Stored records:
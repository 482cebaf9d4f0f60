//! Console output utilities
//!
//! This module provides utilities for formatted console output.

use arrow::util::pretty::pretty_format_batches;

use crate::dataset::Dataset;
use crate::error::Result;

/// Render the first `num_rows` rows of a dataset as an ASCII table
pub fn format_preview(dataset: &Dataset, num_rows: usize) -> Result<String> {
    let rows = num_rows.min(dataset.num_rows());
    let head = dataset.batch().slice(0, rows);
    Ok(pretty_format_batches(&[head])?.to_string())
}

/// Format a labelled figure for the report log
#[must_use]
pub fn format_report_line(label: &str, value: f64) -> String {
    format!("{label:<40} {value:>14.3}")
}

---

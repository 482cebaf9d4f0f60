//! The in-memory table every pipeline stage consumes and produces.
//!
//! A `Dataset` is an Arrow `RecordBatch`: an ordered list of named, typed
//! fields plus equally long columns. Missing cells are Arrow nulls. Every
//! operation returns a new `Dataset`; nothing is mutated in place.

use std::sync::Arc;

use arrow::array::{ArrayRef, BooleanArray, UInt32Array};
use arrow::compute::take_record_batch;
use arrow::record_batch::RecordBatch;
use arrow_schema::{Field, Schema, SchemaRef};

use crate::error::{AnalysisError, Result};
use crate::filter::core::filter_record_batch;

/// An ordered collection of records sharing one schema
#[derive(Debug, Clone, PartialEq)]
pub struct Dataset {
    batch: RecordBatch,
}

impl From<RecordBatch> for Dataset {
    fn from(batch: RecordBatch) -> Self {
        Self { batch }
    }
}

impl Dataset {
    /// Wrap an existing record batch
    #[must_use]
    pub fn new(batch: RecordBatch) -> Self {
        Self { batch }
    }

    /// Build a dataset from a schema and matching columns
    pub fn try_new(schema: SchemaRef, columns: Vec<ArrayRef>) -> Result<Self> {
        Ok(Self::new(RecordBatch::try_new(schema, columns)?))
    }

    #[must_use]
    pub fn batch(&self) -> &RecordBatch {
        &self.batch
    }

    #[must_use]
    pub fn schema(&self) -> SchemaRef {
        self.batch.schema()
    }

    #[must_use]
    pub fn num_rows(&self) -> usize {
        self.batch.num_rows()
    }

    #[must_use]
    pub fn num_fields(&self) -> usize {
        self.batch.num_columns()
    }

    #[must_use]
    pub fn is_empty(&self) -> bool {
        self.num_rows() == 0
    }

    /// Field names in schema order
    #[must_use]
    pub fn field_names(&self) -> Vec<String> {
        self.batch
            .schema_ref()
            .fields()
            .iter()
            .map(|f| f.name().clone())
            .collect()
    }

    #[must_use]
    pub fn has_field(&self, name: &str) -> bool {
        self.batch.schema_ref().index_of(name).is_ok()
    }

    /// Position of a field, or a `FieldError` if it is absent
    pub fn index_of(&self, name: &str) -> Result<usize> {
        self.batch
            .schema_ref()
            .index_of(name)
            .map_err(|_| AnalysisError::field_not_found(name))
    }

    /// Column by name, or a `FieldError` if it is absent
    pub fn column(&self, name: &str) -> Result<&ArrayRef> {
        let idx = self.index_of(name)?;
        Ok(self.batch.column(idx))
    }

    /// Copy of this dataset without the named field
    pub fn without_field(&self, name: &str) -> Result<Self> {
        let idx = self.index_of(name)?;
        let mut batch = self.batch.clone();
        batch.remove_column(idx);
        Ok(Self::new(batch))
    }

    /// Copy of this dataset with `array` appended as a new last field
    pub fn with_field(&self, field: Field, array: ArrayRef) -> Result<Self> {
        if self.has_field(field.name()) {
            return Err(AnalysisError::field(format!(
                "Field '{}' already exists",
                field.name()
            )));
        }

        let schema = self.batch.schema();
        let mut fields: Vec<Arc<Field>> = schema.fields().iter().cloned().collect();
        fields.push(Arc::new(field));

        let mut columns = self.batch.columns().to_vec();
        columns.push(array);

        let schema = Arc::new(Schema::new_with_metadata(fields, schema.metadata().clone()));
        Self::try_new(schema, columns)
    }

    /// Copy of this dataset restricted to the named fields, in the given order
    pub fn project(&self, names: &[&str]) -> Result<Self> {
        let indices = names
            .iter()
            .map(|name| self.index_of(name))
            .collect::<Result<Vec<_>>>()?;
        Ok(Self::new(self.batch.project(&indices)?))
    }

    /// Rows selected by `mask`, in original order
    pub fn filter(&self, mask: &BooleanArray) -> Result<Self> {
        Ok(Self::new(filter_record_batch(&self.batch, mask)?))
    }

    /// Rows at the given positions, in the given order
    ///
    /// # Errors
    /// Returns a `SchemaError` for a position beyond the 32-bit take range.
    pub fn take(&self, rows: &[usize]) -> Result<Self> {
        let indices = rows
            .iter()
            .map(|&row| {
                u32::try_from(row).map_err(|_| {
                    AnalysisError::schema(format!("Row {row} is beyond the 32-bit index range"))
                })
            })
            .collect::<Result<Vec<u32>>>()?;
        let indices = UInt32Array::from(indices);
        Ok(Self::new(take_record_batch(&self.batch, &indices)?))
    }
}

#### WORK TASK:
The number of lines in the data that hold "usize" must be the entire answer.

#### ANSWER TO THIS TASK:
5